### What the exercise asks
Go through the entries one line at a time, and gather every line that has the word "lazily".

### Saved data entries
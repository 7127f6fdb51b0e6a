//! In-process tier
//!
//! Fastest tier: a concurrent map local to this process. Volatile (lost on
//! restart), enforces TTL lazily on read and periodically via the reaper.
//! Capacity pressure triggers score-based eviction between high and low
//! watermarks.

use std::sync::atomic::{AtomicU64, Ordering};

use async_trait::async_trait;
use dashmap::DashMap;

use super::backend::{TierBackend, TierName};
use super::entry::Entry;
use crate::error::Result;

/// In-process tier configuration.
#[derive(Debug, Clone)]
pub struct MemoryTierConfig {
    /// Maximum capacity in bytes.
    pub capacity_bytes: u64,
    /// Start evicting at this fill fraction.
    pub high_watermark: f64,
    /// Stop evicting at this fill fraction.
    pub low_watermark: f64,
}

impl Default for MemoryTierConfig {
    fn default() -> Self {
        Self {
            capacity_bytes: 256 * 1024 * 1024,
            high_watermark: 0.90,
            low_watermark: 0.80,
        }
    }
}

/// In-process map tier.
///
/// Normally serves the memory slot, but can stand in for the shared or
/// durable slot in single-process deployments and tests (the same pattern
/// as an in-memory cold-storage backend).
pub struct MemoryTier {
    storage: DashMap<String, Entry>,
    config: MemoryTierConfig,
    tier: TierName,
    current_bytes: AtomicU64,
    hits: AtomicU64,
    misses: AtomicU64,
    evictions: AtomicU64,
}

impl MemoryTier {
    /// Create with default configuration.
    pub fn new() -> Self {
        Self::with_config(MemoryTierConfig::default())
    }

    /// Create with custom configuration.
    pub fn with_config(config: MemoryTierConfig) -> Self {
        Self {
            storage: DashMap::new(),
            config,
            tier: TierName::Memory,
            current_bytes: AtomicU64::new(0),
            hits: AtomicU64::new(0),
            misses: AtomicU64::new(0),
            evictions: AtomicU64::new(0),
        }
    }

    /// Create an in-memory backend serving a different tier slot.
    pub fn for_tier(tier: TierName) -> Self {
        let mut this = Self::new();
        this.tier = tier;
        this
    }

    /// Number of live entries.
    pub fn len(&self) -> usize {
        self.storage.len()
    }

    /// True when no entries are stored.
    pub fn is_empty(&self) -> bool {
        self.storage.is_empty()
    }

    /// Bytes currently held.
    pub fn size_bytes(&self) -> u64 {
        self.current_bytes.load(Ordering::Relaxed)
    }

    /// Hit count.
    pub fn hits(&self) -> u64 {
        self.hits.load(Ordering::Relaxed)
    }

    /// Miss count.
    pub fn misses(&self) -> u64 {
        self.misses.load(Ordering::Relaxed)
    }

    /// Eviction count.
    pub fn evictions(&self) -> u64 {
        self.evictions.load(Ordering::Relaxed)
    }

    /// Remove everything.
    pub fn clear(&self) {
        self.storage.clear();
        self.current_bytes.store(0, Ordering::Relaxed);
    }

    /// Scan and remove expired entries. Returns the number removed.
    /// Called by the reaper; reads also drop expired entries lazily.
    pub fn purge_expired_entries(&self) -> u64 {
        let expired: Vec<String> = self
            .storage
            .iter()
            .filter(|item| item.value().is_expired())
            .map(|item| item.key().clone())
            .collect();

        let mut purged = 0;
        for key in expired {
            if let Some((_, entry)) = self.storage.remove(&key) {
                self.current_bytes
                    .fetch_sub(entry.size(), Ordering::Relaxed);
                purged += 1;
            }
        }
        purged
    }

    fn should_evict(&self) -> bool {
        let current = self.current_bytes.load(Ordering::Relaxed) as f64;
        current / self.config.capacity_bytes as f64 >= self.config.high_watermark
    }

    fn above_low_watermark(&self) -> bool {
        let current = self.current_bytes.load(Ordering::Relaxed) as f64;
        current / self.config.capacity_bytes as f64 > self.config.low_watermark
    }

    /// Evict entries until the low watermark is reached. Expired entries
    /// go first, then highest eviction score (old and rarely read).
    fn evict(&self) {
        let mut candidates: Vec<(String, f64, u64)> = self
            .storage
            .iter()
            .map(|item| {
                let entry = item.value();
                let score = if entry.is_expired() {
                    f64::MAX
                } else {
                    entry.eviction_score()
                };
                (item.key().clone(), score, entry.size())
            })
            .collect();

        candidates.sort_by(|a, b| b.1.partial_cmp(&a.1).unwrap_or(std::cmp::Ordering::Equal));

        for (key, _, size) in candidates {
            if !self.above_low_watermark() {
                break;
            }
            if self.storage.remove(&key).is_some() {
                self.current_bytes.fetch_sub(size, Ordering::Relaxed);
                self.evictions.fetch_add(1, Ordering::Relaxed);
            }
        }
    }
}

impl Default for MemoryTier {
    fn default() -> Self {
        Self::new()
    }
}

#[async_trait]
impl TierBackend for MemoryTier {
    fn name(&self) -> TierName {
        self.tier
    }

    async fn get(&self, key: &str) -> Result<Option<Entry>> {
        // Lazy TTL: drop expired entries on read.
        let expired = match self.storage.get(key) {
            Some(item) => item.value().is_expired(),
            None => {
                self.misses.fetch_add(1, Ordering::Relaxed);
                return Ok(None);
            }
        };

        if expired {
            if let Some((_, entry)) = self.storage.remove(key) {
                self.current_bytes
                    .fetch_sub(entry.size(), Ordering::Relaxed);
            }
            self.misses.fetch_add(1, Ordering::Relaxed);
            return Ok(None);
        }

        match self.storage.get_mut(key) {
            Some(mut item) => {
                item.value_mut().record_access();
                self.hits.fetch_add(1, Ordering::Relaxed);
                Ok(Some(item.value().clone()))
            }
            None => {
                self.misses.fetch_add(1, Ordering::Relaxed);
                Ok(None)
            }
        }
    }

    async fn set(&self, key: &str, entry: Entry, _ttl_seconds: Option<u64>) -> Result<()> {
        if self.should_evict() {
            self.evict();
        }

        let size = entry.size();
        match self.storage.insert(key.to_string(), entry) {
            Some(old) => {
                let old_size = old.size();
                if size >= old_size {
                    self.current_bytes
                        .fetch_add(size - old_size, Ordering::Relaxed);
                } else {
                    self.current_bytes
                        .fetch_sub(old_size - size, Ordering::Relaxed);
                }
            }
            None => {
                self.current_bytes.fetch_add(size, Ordering::Relaxed);
            }
        }
        Ok(())
    }

    async fn delete(&self, key: &str) -> Result<bool> {
        match self.storage.remove(key) {
            Some((_, entry)) => {
                self.current_bytes
                    .fetch_sub(entry.size(), Ordering::Relaxed);
                Ok(true)
            }
            None => Ok(false),
        }
    }

    async fn exists(&self, key: &str) -> Result<bool> {
        match self.storage.get(key) {
            Some(item) => Ok(!item.value().is_expired()),
            None => Ok(false),
        }
    }

    async fn keys_matching(&self, prefix: &str) -> Result<Vec<String>> {
        Ok(self
            .storage
            .iter()
            .filter(|item| item.key().starts_with(prefix))
            .map(|item| item.key().clone())
            .collect())
    }

    async fn purge_expired(&self, _audit_retention_secs: u64) -> Result<u64> {
        Ok(self.purge_expired_entries())
    }
}

#[cfg(test)]
mod tests {
    use super::*;
    use bytes::Bytes;

    fn make_entry(data: &[u8]) -> Entry {
        Entry::new(Bytes::copy_from_slice(data))
    }

    #[tokio::test]
    async fn test_memory_tier_put_get() {
        let tier = MemoryTier::new();

        tier.set("user:1", make_entry(b"alice"), None).await.unwrap();
        assert_eq!(tier.len(), 1);
        assert_eq!(tier.size_bytes(), 5);

        let entry = tier.get("user:1").await.unwrap().unwrap();
        assert_eq!(entry.value.as_ref(), b"alice");
        assert_eq!(entry.access_count, 1);
        assert_eq!(tier.hits(), 1);
    }

    #[tokio::test]
    async fn test_memory_tier_miss() {
        let tier = MemoryTier::new();
        assert!(tier.get("absent").await.unwrap().is_none());
        assert_eq!(tier.misses(), 1);
    }

    #[tokio::test]
    async fn test_memory_tier_replace_updates_size() {
        let tier = MemoryTier::new();

        tier.set("k", make_entry(b"original"), None).await.unwrap();
        assert_eq!(tier.size_bytes(), 8);

        tier.set("k", make_entry(b"replaced content"), None)
            .await
            .unwrap();
        assert_eq!(tier.len(), 1);
        assert_eq!(tier.size_bytes(), 16);
    }

    #[tokio::test]
    async fn test_memory_tier_delete() {
        let tier = MemoryTier::new();

        tier.set("k", make_entry(b"data"), None).await.unwrap();
        assert!(tier.delete("k").await.unwrap());
        assert!(!tier.delete("k").await.unwrap());
        assert_eq!(tier.size_bytes(), 0);
    }

    #[tokio::test]
    async fn test_memory_tier_expired_entry_invisible_on_read() {
        let tier = MemoryTier::new();

        tier.set("gone", Entry::with_ttl(Bytes::from_static(b"x"), 0), Some(0))
            .await
            .unwrap();

        // Written, then instantly invisible.
        assert!(tier.get("gone").await.unwrap().is_none());
        assert!(!tier.exists("gone").await.unwrap());
        // Lazy removal reclaimed the bytes.
        assert_eq!(tier.size_bytes(), 0);
    }

    #[tokio::test]
    async fn test_memory_tier_purge_expired() {
        let tier = MemoryTier::new();

        tier.set("live", make_entry(b"data"), None).await.unwrap();
        tier.set("dead1", Entry::with_ttl(Bytes::from_static(b"x"), 0), Some(0))
            .await
            .unwrap();
        tier.set("dead2", Entry::with_ttl(Bytes::from_static(b"y"), 0), Some(0))
            .await
            .unwrap();

        let purged = tier.purge_expired_entries();
        assert_eq!(purged, 2);
        assert_eq!(tier.len(), 1);
        assert!(tier.exists("live").await.unwrap());
    }

    #[tokio::test]
    async fn test_memory_tier_keys_matching() {
        let tier = MemoryTier::new();

        tier.set("user:1", make_entry(b"a"), None).await.unwrap();
        tier.set("user:2", make_entry(b"b"), None).await.unwrap();
        tier.set("session:1", make_entry(b"c"), None).await.unwrap();

        let mut keys = tier.keys_matching("user:").await.unwrap();
        keys.sort();
        assert_eq!(keys, vec!["user:1", "user:2"]);

        let all = tier.keys_matching("").await.unwrap();
        assert_eq!(all.len(), 3);
    }

    #[tokio::test]
    async fn test_memory_tier_eviction_under_pressure() {
        let tier = MemoryTier::with_config(MemoryTierConfig {
            capacity_bytes: 1000,
            high_watermark: 0.80,
            low_watermark: 0.50,
        });

        for i in 0..20 {
            let key = format!("obj-{}", i);
            tier.set(&key, make_entry(&[i as u8; 100]), None)
                .await
                .unwrap();
        }

        assert!(tier.size_bytes() < 1000);
        assert!(tier.evictions() > 0);
    }

    #[tokio::test]
    async fn test_memory_tier_concurrent_access() {
        use std::sync::Arc;
        use tokio::task::JoinSet;

        let tier = Arc::new(MemoryTier::new());
        let mut join_set = JoinSet::new();

        for t in 0..8 {
            let tier = Arc::clone(&tier);
            join_set.spawn(async move {
                for i in 0..200 {
                    let key = format!("obj-{}-{}", t, i);
                    tier.set(&key, make_entry(&[0u8; 16]), None).await.unwrap();
                    assert!(tier.get(&key).await.unwrap().is_some());
                }
            });
        }

        while let Some(result) = join_set.join_next().await {
            result.unwrap();
        }

        assert_eq!(tier.len(), 1600);
    }
}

### Result below
//! restart), enforces TTL lazily on read and periodically via the reaper.
    /// Called by the reaper; reads also drop expired entries lazily.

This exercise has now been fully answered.